--- START ---
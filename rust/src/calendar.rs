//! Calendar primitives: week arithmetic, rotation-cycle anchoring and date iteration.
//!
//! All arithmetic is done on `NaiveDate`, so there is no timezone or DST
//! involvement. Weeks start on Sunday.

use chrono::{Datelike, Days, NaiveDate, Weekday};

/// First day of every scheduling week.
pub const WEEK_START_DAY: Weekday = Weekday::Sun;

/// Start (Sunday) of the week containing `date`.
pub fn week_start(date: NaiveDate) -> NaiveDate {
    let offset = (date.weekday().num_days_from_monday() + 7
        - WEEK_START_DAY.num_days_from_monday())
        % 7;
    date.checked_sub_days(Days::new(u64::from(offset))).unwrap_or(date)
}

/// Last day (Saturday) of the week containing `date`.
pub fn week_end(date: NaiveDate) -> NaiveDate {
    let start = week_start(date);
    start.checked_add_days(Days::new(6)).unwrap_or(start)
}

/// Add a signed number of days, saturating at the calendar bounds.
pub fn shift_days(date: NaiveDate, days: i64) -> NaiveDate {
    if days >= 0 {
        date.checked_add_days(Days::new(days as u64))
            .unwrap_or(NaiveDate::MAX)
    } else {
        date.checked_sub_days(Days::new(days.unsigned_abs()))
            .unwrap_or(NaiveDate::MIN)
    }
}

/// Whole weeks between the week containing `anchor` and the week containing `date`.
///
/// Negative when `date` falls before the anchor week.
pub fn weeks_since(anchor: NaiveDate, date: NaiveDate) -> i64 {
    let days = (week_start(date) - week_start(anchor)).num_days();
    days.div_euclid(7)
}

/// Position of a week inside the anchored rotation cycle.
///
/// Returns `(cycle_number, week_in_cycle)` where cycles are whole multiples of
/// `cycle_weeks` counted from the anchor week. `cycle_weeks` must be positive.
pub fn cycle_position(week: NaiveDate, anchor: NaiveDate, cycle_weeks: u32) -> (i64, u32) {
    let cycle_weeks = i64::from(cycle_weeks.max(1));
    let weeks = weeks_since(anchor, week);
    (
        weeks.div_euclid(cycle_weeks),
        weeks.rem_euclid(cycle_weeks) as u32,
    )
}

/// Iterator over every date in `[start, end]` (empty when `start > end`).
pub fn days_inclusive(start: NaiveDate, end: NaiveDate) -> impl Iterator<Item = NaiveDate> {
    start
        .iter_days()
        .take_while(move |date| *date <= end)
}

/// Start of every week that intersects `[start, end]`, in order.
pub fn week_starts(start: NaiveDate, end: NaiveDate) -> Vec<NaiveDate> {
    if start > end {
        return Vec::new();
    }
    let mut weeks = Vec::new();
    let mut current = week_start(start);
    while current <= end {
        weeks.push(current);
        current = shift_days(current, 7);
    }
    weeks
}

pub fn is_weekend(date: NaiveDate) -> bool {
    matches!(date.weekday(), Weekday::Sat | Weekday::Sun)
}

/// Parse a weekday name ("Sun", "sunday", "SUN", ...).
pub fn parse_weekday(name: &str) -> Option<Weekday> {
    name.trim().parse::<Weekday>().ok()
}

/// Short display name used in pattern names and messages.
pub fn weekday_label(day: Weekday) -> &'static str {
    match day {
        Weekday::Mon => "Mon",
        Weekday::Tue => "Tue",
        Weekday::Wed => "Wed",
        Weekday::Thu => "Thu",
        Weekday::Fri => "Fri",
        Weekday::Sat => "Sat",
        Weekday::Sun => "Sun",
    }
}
--- END ---
Determine the number of lines in the data that contain "every" as a word or string, and state only that number.

Answer for this exercise: 3